(Beginning of DATA EXCERPTS)

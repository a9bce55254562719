//! HTTP route definitions

pub mod mentees;
pub mod subscriptions;
pub mod webhook;

use axum::routing::{get, post};
use axum::Router;

use crate::state::AppState;

pub fn create_router(state: AppState) -> Router {
    Router::new()
        .route("/health", get(health))
        // Stripe webhook endpoint (signed, unauthenticated)
        .route("/webhooks/stripe", post(webhook::stripe_webhook))
        // Subscription lifecycle
        .route(
            "/api/subscriptions/checkout",
            post(subscriptions::create_checkout),
        )
        .route(
            "/api/subscriptions/summary",
            get(subscriptions::subscription_summary),
        )
        .route(
            "/api/subscriptions/history",
            get(subscriptions::subscription_history),
        )
        .route(
            "/api/subscriptions/{cycle_id}/cancel",
            post(subscriptions::cancel_subscription),
        )
        .route(
            "/api/subscriptions/{cycle_id}/pause",
            post(subscriptions::pause_subscription),
        )
        .route(
            "/api/subscriptions/{cycle_id}/resume",
            post(subscriptions::resume_subscription),
        )
        // Mentee seats
        .route(
            "/api/mentees",
            post(mentees::add_mentee).get(mentees::list_mentees),
        )
        .route("/api/mentees/{mentee_id}/status", post(mentees::toggle_mentee))
        // Ledger consistency checks (admin)
        .route("/api/admin/invariants", get(subscriptions::run_invariants))
        .with_state(state)
}

async fn health() -> &'static str {
    "ok"
}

(End of DATA EXCERPTS)

▶ [TASK INSTRUCTIONS]: A verbatim copy of the lines from the one with "pub mod mentees;" to the end of the listing is the whole answer.

▶ [RESPONSE TO THIS EXERCISE]:
pub mod mentees;
pub mod subscriptions;
pub mod webhook;

use axum::routing::{get, post};
use axum::Router;

use crate::state::AppState;

pub fn create_router(state: AppState) -> Router {
    Router::new()
        .route("/health", get(health))
        // Stripe webhook endpoint (signed, unauthenticated)
        .route("/webhooks/stripe", post(webhook::stripe_webhook))
        // Subscription lifecycle
        .route(
            "/api/subscriptions/checkout",
            post(subscriptions::create_checkout),
        )
        .route(
            "/api/subscriptions/summary",
            get(subscriptions::subscription_summary),
        )
        .route(
            "/api/subscriptions/history",
            get(subscriptions::subscription_history),
        )
        .route(
            "/api/subscriptions/{cycle_id}/cancel",
            post(subscriptions::cancel_subscription),
        )
        .route(
            "/api/subscriptions/{cycle_id}/pause",
            post(subscriptions::pause_subscription),
        )
        .route(
            "/api/subscriptions/{cycle_id}/resume",
            post(subscriptions::resume_subscription),
        )
        // Mentee seats
        .route(
            "/api/mentees",
            post(mentees::add_mentee).get(mentees::list_mentees),
        )
        .route("/api/mentees/{mentee_id}/status", post(mentees::toggle_mentee))
        // Ledger consistency checks (admin)
        .route("/api/admin/invariants", get(subscriptions::run_invariants))
        .with_state(state)
}

async fn health() -> &'static str {
    "ok"
}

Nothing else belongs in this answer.